● **Your objective**:
The lines to return are those below that contain the word "sink".

Top of Exercise data

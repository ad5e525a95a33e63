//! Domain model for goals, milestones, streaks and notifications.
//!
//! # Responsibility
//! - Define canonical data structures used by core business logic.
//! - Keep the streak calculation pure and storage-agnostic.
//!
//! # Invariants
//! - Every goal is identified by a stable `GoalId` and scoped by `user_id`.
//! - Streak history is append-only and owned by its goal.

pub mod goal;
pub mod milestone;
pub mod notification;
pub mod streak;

Bottom of Exercise data
Top of Exercise data

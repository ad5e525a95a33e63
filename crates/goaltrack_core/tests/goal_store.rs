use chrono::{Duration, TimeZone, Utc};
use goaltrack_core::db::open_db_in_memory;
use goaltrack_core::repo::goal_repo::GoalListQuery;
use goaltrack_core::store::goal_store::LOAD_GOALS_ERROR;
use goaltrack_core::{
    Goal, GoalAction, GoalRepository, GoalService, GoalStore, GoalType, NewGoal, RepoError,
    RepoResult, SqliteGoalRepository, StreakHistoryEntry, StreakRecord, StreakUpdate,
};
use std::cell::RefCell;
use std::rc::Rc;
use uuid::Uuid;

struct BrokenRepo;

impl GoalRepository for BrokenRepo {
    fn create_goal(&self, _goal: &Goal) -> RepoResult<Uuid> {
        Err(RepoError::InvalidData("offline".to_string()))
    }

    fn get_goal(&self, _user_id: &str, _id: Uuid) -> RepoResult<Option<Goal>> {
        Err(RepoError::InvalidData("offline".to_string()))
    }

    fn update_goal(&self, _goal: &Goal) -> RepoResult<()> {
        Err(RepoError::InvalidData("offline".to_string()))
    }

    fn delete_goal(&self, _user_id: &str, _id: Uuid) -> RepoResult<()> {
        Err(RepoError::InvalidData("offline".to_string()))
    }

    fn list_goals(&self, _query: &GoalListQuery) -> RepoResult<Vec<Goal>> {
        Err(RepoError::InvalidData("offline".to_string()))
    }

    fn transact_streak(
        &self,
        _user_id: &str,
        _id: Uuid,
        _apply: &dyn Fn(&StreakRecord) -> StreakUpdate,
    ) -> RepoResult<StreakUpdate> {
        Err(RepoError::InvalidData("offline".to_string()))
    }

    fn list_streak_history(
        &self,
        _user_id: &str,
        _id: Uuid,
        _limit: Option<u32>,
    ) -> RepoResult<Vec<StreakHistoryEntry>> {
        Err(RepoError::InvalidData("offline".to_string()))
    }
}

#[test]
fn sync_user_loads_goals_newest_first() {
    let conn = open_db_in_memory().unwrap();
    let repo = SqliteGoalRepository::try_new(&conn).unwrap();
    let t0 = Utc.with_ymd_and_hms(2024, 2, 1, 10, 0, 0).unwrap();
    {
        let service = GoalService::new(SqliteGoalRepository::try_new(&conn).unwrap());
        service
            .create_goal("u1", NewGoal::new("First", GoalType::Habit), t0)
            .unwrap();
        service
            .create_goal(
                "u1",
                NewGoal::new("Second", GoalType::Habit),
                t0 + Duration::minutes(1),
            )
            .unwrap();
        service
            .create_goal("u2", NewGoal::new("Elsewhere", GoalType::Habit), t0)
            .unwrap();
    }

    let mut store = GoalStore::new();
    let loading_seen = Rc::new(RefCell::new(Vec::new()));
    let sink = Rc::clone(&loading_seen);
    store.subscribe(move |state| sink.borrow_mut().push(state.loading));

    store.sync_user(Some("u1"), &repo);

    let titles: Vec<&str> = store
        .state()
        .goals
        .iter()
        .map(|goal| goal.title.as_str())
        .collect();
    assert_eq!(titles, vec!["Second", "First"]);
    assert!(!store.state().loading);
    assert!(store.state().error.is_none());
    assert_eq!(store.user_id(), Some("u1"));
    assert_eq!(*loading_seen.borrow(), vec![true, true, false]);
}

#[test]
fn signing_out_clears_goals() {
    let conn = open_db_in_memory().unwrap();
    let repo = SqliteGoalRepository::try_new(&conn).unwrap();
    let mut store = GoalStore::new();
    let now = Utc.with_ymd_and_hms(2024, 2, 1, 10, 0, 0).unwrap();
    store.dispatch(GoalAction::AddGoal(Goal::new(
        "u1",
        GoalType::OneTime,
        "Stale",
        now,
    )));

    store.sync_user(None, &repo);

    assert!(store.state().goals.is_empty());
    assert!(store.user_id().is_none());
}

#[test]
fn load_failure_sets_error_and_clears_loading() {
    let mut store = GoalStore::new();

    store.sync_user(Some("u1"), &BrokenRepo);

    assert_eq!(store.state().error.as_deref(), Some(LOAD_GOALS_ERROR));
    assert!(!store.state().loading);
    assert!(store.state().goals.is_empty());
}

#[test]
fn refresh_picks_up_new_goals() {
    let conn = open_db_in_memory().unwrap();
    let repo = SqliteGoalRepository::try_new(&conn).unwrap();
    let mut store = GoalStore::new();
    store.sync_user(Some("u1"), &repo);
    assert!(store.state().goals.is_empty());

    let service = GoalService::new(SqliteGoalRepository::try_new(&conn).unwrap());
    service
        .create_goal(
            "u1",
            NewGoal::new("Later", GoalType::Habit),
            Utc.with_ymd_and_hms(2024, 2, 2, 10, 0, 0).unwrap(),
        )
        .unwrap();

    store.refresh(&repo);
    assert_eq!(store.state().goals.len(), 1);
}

Bottom of Exercise data

● **Result for this task**:
    let sink = Rc::clone(&loading_seen);
    store.subscribe(move |state| sink.borrow_mut().push(state.loading));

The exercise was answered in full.